CDC National AIDS Hotline Training Bulletin #121 - January 31, 1995
Centers for Disease Control and Prevention
Chimpanzees inoculated with one HIV-1 strain can resist later infection with a different strain, according to scientists from the National Institutes of Health (NIH) and two other institutions. Successful protection, their experiments show, depends on the infectiousness of the first strain.
Unlike humans, chimpanzees infected with HIV-1 fail to develop disease. The scientists reasoned that an initial HIV infection might act like a weakened live-virus vaccine such as the Sabin polio vaccine. "In this study, the first infection simulated the effect of a successful attenuated HIV-1 vaccine," says Riri Shibata, Ph.D., a Fogarty Visiting Associate with the National Institute of Allergy and Infectious Diseases (NIAID), part of NIH, and the study's lead author. "The virus induced protective immunity against a subsequent HIV-1 infection. Scientists now have a model system that can help develop an attenuated HIV-1 vaccine for humans."
For their study, they used two chimpanzees infected three and seven years earlier, respectively, with the laboratory-grown HIV- 1 strain IIIB. They tried to superinfect the animals by exposing them to multiple high doses of HIV-1-DH-12, a strain recently isolated from an AIDS patient and known to thrive in chimpanzee cells.
In September 1993, the scientists injected one animal with a dose of DH-12 known to induce infection in a chimpanzee. In the ensuing four and a half months, they used a technique called polymerase chain reaction (PCR), which can detect minute amounts of virus, to determine if the DH-12 virus successfully infected the chimpanzee. Repeated PCR tests consistently found evidence of IIIB but not of DH-12, suggesting that the animal was protected from the DH-12 challenge.
In January 1994, the investigators gave the first chimpanzee a second DH-12 dose 10 times larger than the first. They also gave the same larger dose of DH-12 to the second IIIB-infected chimpanzee. Multiple PCR tests and virus isolations in both animals over the next four months were positive for IIIB but always negative for DH-12.
In May 1994, the researchers exposed the second chimpanzee to another dose of DH-12 100 times larger than the first. They also took 10 milliliters (about two teaspoonsful) of blood from a third chimpanzee experimentally infected with DH-12 four months earlier and injected it into the first IIIB-infected chimpanzee to mimic the type of exposure that occurs to an intravenous drug user. To date, both IIIB-infected chimpanzees show no evidence of DH-12 infection by either PCR or virus isolation techniques.
Before the study, in both animals the scientists could detect neutralizing antibodies against the IIIB strain but not against the DH-12 strain, suggesting that cell-mediated immunity was responsible for the protection observed. This finding will be investigated further to delineate what component(s) of the immune system may be responsible for resistance to infection.

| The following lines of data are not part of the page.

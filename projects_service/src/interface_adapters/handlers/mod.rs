pub mod projects;
pub mod tasks;

use crate::domain::errors::ProjectError;
use crate::interface_adapters::protocol::{ErrorBody, ErrorResponse};
use axum::{Json, http::StatusCode};
use tracing::warn;

pub type ApiError = (StatusCode, Json<ErrorResponse>);

fn error_response(status: StatusCode, message: impl Into<String>) -> ApiError {
    (
        status,
        Json(ErrorResponse {
            error: ErrorBody {
                status_code: status.as_u16(),
                message: message.into(),
            },
        }),
    )
}

pub(crate) fn map_project_error(err: ProjectError) -> ApiError {
    match err {
        ProjectError::InvalidName => error_response(
            StatusCode::BAD_REQUEST,
            "name must be between 1 and 120 characters",
        ),
        ProjectError::InvalidTitle => error_response(
            StatusCode::BAD_REQUEST,
            "title must be between 1 and 200 characters",
        ),
        ProjectError::ProjectNotFound(id) => error_response(
            StatusCode::NOT_FOUND,
            format!("Project with id {id} not found"),
        ),
        ProjectError::TaskNotFound(id) => {
            error_response(StatusCode::NOT_FOUND, format!("Task with id {id} not found"))
        }
        ProjectError::StorageFailure => {
            warn!("project store unavailable");
            error_response(StatusCode::BAD_GATEWAY, "storage error")
        }
    }
}
pub mod handlers;
pub mod password;
pub mod protocol;
pub mod routes;
pub mod state;
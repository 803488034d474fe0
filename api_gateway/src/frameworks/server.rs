use crate::frameworks::config::GatewayConfig;
use crate::interface_adapters::clients::{AuthClient, ProjectsClient};
use crate::interface_adapters::routes;
use crate::interface_adapters::state::AppState;
use std::net::SocketAddr;
use std::sync::Arc;
use tokio::net::TcpListener;

fn init_tracing() {
    let filter = tracing_subscriber::EnvFilter::try_from_default_env()
        .unwrap_or_else(|_| tracing_subscriber::EnvFilter::new("info"));

    let json = matches!(std::env::var("LOG_FORMAT").as_deref(), Ok("json"));
    if json {
        tracing_subscriber::fmt()
            .with_env_filter(filter)
            .with_target(false)
            .json()
            .with_current_span(true)
            .init();
    } else {
        tracing_subscriber::fmt()
            .with_env_filter(filter)
            .with_target(false)
            .compact()
            .init();
    }

    std::panic::set_hook(Box::new(|info| {
        let backtrace = std::backtrace::Backtrace::capture();
        tracing::error!(%info, ?backtrace, "panic");
    }));
}

pub async fn start() {
    // Load .env locally; safe to ignore when not present.
    let _ = dotenvy::dotenv();
    init_tracing();

    let config = match GatewayConfig::from_env() {
        Ok(config) => config,
        Err(e) => {
            tracing::error!(error = %e, "invalid gateway configuration");
            return;
        }
    };

    let addr = SocketAddr::from(([0, 0, 0, 0], config.port));

    // Bind TCP listener with error handling.
    let listener = match TcpListener::bind(addr).await {
        Ok(l) => l,
        Err(e) => {
            tracing::error!(%addr, error = %e, "failed to bind");
            return; // Abort startup on bind failure.
        }
    };
    tracing::info!(%addr, "listening");

    // Serve app and report errors rather than panicking.
    if let Err(e) = run(listener, config).await {
        tracing::error!(error = %e, "server error");
    }
}

// Serve the gateway on an already-bound listener.
pub async fn run(listener: TcpListener, config: GatewayConfig) -> Result<(), std::io::Error> {
    tracing::debug!(
        auth_service_url = %config.auth_service_url,
        projects_service_url = %config.projects_service_url,
        "upstream clients configured."
    );
    let auth = AuthClient::new(config.auth_service_url, config.upstream_timeout)
        .map_err(std::io::Error::other)?;
    let projects = Arc::new(
        ProjectsClient::new(config.projects_service_url, config.upstream_timeout)
            .map_err(std::io::Error::other)?,
    );

    let state = Arc::new(AppState {
        auth: Arc::new(auth),
        projects: projects.clone(),
        tasks: projects,
    });

    // Start the web server with the HTTP routes wired up.
    let app = routes::app(state);
    axum::serve(listener, app).await
}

To evaluate how potent an attenuated vaccine must be to protect an animal from a subsequent HIV-1 infection, the scientists recently challenged two more chimpanzees inoculated earlier with SF2, a different HIV-1 strain. SF2 also does not induce disease in chimpanzees but is much weaker than IIIB, generating only very low levels of virus in infected animals.
In September 1994, the scientists inoculated each of the two SF2- infected chimpanzees with a low-dose of DH-12. In contrast to the experiments with the IIIB-infected animals, the two SF2- infected animals became infected with DH-12 within four weeks of exposure. However, they had 35- to 50-fold less DH-12 in their blood than did an unvaccinated chimpanzee exposed to DH-12.
These studies show that chimpanzees can be protected from a subsequent challenge with HIV-1, provided the animals are first immunized with a potent attenuated live-virus vaccine. Experiments in progress will ascertain how the extent of virus attenuation correlates with resistance to subsequent HIV infection.
Dr. Shibata works as a microbiologist in NIAID's Laboratory of Molecular Microbiology, headed by Malcolm A. Martin, M.D., senior author on the study. Study collaborators include Christine Broscius, B.S., of NIAID in Bethesda, MD.; Patrice Frost, D.V.M., and Zimra Israel, Ph.D., of the Coulston Foundation in Almagordo, NM; Thomas Matthews, Ph.D., of Duke University in Durham, NC; and Larry O. Arthur, Ph.D., of the National Cancer Institute facility in Frederick, MD.